> **Material for this exercise**
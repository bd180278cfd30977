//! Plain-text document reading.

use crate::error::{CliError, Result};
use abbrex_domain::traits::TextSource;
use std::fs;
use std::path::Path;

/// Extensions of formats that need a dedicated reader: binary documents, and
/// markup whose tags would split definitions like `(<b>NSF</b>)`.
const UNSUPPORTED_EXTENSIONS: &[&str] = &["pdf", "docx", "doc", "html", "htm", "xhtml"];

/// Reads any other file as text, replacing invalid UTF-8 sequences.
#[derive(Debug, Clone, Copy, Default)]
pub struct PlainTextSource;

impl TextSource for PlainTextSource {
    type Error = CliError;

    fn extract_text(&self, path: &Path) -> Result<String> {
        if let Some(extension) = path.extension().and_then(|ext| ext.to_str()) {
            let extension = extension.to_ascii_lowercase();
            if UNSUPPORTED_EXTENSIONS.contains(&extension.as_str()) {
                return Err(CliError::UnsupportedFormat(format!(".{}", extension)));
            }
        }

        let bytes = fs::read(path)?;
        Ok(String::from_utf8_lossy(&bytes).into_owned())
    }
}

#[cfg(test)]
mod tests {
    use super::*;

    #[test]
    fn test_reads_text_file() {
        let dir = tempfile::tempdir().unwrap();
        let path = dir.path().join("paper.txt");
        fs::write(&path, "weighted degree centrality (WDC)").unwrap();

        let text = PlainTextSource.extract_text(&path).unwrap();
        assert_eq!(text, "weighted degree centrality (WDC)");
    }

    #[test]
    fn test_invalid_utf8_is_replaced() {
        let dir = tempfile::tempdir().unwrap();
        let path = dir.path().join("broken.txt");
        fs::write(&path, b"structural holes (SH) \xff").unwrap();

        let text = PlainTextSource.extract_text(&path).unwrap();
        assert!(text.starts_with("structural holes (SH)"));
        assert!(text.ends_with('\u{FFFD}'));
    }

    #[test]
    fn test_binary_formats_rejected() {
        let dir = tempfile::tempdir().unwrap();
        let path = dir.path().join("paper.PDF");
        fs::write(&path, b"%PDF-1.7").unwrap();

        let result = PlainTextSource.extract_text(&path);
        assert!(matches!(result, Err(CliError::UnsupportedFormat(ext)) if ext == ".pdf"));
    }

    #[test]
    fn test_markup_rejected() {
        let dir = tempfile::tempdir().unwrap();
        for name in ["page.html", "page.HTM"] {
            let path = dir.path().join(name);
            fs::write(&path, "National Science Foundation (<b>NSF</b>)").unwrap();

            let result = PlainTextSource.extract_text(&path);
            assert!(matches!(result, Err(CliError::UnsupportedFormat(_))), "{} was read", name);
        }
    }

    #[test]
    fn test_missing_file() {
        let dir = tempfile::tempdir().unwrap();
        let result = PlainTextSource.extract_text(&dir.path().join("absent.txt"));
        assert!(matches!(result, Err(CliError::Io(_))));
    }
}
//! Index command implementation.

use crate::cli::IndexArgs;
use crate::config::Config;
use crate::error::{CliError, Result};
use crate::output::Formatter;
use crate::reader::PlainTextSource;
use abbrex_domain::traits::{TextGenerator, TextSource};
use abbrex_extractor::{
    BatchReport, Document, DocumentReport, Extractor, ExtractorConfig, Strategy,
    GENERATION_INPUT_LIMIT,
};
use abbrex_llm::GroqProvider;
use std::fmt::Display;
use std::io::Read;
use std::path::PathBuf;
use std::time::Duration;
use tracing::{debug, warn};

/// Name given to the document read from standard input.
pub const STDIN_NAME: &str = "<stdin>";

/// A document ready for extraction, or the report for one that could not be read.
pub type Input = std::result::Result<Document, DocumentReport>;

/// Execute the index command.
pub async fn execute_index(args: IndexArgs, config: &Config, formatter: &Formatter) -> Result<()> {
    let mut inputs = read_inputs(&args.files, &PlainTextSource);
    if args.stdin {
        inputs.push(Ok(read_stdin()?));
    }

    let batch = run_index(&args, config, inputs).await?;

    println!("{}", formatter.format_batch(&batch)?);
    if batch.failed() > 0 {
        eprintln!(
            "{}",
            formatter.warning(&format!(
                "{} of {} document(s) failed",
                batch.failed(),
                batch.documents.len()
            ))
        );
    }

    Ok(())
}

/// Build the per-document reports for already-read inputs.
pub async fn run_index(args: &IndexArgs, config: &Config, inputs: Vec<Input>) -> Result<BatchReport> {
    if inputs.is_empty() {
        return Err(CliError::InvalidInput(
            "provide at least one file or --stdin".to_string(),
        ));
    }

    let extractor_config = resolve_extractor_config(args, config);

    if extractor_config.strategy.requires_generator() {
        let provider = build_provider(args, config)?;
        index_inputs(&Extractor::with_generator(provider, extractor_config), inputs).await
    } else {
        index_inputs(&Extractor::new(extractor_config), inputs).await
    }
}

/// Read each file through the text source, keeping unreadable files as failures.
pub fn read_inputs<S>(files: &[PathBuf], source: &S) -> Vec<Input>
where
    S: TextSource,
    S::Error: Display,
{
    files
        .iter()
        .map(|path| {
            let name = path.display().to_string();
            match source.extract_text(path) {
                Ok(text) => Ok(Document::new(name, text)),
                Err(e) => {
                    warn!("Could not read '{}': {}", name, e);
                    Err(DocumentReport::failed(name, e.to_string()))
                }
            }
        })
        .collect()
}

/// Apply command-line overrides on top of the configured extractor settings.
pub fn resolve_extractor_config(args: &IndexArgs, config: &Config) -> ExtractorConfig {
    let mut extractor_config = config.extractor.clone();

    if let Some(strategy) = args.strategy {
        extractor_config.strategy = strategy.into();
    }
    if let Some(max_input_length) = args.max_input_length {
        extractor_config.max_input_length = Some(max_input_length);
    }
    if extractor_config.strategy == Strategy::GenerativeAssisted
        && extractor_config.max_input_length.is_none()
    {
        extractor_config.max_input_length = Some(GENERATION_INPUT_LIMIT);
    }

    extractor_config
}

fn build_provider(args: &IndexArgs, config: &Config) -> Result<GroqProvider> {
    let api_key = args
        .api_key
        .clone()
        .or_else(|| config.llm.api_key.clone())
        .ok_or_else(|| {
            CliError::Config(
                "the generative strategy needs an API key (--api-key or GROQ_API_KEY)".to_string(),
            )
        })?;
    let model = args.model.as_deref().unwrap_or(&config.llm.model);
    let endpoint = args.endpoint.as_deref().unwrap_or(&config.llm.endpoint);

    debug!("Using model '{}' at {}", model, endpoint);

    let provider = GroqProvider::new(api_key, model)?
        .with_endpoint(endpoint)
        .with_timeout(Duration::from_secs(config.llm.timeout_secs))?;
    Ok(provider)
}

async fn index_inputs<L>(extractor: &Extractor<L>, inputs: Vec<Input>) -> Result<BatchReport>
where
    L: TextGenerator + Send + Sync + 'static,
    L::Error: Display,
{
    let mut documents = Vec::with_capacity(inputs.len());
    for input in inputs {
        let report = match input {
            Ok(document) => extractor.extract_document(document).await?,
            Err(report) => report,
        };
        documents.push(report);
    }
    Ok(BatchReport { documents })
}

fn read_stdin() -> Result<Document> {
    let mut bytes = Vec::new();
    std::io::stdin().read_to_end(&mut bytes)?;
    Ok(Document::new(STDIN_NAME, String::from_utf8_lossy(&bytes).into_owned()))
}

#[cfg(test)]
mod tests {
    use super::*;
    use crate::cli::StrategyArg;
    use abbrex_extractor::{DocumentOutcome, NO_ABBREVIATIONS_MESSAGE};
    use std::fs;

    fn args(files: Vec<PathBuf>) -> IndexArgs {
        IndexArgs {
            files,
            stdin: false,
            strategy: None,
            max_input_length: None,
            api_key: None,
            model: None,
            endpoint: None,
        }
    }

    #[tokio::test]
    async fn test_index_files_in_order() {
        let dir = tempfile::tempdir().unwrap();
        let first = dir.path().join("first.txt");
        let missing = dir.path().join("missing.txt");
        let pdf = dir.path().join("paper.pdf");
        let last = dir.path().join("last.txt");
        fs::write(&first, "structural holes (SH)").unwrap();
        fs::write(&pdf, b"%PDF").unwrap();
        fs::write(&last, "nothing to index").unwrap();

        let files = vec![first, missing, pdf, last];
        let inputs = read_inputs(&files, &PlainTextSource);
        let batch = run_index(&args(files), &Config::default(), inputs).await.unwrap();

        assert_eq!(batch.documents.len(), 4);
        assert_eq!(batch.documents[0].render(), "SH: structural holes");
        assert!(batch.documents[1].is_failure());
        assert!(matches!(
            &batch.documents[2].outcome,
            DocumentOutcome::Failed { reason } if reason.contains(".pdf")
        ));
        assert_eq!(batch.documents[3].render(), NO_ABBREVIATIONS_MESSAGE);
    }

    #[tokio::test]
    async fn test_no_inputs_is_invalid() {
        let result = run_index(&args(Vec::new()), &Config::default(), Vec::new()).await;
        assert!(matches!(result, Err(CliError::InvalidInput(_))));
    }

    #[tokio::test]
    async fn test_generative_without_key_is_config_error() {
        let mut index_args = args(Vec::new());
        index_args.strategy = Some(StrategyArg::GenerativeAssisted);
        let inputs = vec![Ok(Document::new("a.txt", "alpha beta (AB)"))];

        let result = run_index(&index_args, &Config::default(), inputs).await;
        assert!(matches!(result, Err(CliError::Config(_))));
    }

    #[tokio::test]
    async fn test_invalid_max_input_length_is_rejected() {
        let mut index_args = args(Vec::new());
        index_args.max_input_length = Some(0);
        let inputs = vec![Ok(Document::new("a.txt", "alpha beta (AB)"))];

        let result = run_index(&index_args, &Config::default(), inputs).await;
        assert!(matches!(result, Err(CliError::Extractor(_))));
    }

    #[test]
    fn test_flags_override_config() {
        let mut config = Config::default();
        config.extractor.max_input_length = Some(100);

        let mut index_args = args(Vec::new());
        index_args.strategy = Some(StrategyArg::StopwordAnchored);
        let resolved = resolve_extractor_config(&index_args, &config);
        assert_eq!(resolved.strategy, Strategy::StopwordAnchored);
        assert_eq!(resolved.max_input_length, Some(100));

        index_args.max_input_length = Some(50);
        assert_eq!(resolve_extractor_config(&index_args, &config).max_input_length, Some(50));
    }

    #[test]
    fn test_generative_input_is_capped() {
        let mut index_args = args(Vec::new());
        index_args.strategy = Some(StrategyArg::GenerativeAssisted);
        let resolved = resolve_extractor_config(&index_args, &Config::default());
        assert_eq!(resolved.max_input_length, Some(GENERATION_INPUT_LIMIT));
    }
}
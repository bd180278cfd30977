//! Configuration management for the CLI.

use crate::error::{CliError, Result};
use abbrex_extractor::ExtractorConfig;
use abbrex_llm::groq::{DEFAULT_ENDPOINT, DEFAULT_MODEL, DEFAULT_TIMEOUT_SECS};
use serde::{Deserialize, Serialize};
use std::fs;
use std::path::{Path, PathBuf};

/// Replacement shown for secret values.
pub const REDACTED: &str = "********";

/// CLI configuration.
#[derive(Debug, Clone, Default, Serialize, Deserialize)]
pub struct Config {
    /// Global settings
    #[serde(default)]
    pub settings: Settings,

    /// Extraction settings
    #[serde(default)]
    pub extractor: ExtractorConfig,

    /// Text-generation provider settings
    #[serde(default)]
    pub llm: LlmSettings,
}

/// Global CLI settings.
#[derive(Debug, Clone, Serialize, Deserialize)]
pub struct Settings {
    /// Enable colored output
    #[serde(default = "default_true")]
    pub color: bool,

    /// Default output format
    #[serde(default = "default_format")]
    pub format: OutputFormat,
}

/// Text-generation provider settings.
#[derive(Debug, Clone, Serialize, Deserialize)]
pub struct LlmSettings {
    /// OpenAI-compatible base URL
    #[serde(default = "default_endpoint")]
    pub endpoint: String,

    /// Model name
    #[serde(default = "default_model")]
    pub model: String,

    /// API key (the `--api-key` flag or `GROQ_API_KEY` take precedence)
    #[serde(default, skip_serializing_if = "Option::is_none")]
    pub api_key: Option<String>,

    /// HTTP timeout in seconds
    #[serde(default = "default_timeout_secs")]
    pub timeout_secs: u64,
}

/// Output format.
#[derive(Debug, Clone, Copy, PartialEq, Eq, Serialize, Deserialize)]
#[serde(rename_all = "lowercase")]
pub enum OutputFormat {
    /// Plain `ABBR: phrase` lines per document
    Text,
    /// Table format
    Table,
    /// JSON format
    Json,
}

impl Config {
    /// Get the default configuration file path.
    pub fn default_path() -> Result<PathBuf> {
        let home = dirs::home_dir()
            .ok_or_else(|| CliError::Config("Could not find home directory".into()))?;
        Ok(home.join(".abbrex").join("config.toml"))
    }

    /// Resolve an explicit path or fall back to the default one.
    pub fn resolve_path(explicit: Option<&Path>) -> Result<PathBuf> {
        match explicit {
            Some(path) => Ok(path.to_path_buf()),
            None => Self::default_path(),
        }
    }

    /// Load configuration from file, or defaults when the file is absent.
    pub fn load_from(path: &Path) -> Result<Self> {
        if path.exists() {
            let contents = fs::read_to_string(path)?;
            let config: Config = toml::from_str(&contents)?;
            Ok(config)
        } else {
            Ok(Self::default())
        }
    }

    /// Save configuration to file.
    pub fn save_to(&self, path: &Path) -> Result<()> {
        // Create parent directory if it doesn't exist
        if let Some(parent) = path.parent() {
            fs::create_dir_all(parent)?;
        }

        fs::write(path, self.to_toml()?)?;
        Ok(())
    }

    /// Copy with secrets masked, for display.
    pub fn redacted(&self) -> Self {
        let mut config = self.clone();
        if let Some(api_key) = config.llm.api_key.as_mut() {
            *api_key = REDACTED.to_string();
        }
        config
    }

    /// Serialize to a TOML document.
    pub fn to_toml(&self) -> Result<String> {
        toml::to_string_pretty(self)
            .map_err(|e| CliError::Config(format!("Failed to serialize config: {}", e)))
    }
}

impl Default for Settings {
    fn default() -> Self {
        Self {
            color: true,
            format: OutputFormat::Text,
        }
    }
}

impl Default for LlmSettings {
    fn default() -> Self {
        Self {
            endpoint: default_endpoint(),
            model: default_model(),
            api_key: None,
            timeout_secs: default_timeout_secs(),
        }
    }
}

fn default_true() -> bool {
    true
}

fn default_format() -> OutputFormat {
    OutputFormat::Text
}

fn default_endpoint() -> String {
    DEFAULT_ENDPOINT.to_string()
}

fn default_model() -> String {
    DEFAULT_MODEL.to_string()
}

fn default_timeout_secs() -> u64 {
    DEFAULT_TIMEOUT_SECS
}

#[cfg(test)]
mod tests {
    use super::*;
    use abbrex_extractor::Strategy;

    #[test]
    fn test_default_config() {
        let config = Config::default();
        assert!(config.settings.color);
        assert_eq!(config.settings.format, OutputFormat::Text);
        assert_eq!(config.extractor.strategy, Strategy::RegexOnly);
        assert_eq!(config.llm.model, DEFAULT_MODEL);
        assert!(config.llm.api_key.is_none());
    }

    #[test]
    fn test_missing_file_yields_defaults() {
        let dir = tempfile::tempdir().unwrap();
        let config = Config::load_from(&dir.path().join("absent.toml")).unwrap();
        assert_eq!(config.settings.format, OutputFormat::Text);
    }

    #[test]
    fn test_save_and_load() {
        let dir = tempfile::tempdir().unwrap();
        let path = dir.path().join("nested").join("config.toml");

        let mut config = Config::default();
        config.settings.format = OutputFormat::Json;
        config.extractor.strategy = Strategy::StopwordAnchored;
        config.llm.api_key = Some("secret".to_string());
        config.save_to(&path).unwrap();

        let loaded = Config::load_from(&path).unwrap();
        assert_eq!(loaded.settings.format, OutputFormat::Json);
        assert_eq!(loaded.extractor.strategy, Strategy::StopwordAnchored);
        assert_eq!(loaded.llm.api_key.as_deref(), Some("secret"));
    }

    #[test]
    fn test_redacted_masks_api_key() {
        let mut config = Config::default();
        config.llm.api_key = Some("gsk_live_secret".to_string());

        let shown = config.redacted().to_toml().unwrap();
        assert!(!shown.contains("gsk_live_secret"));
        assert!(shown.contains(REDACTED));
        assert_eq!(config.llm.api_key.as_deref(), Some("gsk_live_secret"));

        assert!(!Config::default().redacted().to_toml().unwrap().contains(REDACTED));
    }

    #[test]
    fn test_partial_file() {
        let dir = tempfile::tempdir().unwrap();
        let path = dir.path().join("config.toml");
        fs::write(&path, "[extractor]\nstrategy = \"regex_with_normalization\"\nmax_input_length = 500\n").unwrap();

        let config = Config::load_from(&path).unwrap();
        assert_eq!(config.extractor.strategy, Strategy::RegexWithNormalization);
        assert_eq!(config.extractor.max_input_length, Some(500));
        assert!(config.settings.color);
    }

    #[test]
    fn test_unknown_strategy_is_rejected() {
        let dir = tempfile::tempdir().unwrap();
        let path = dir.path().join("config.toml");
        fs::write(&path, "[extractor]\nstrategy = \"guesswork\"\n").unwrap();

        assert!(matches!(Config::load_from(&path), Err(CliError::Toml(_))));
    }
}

> **Task requirements**
Please copy out every line of the preceding listing that carries "Deserialize".

> **Exercise solution**
use serde::{Deserialize, Serialize};
#[derive(Debug, Clone, Default, Serialize, Deserialize)]
#[derive(Debug, Clone, Serialize, Deserialize)]
#[derive(Debug, Clone, Serialize, Deserialize)]
#[derive(Debug, Clone, Copy, PartialEq, Eq, Serialize, Deserialize)]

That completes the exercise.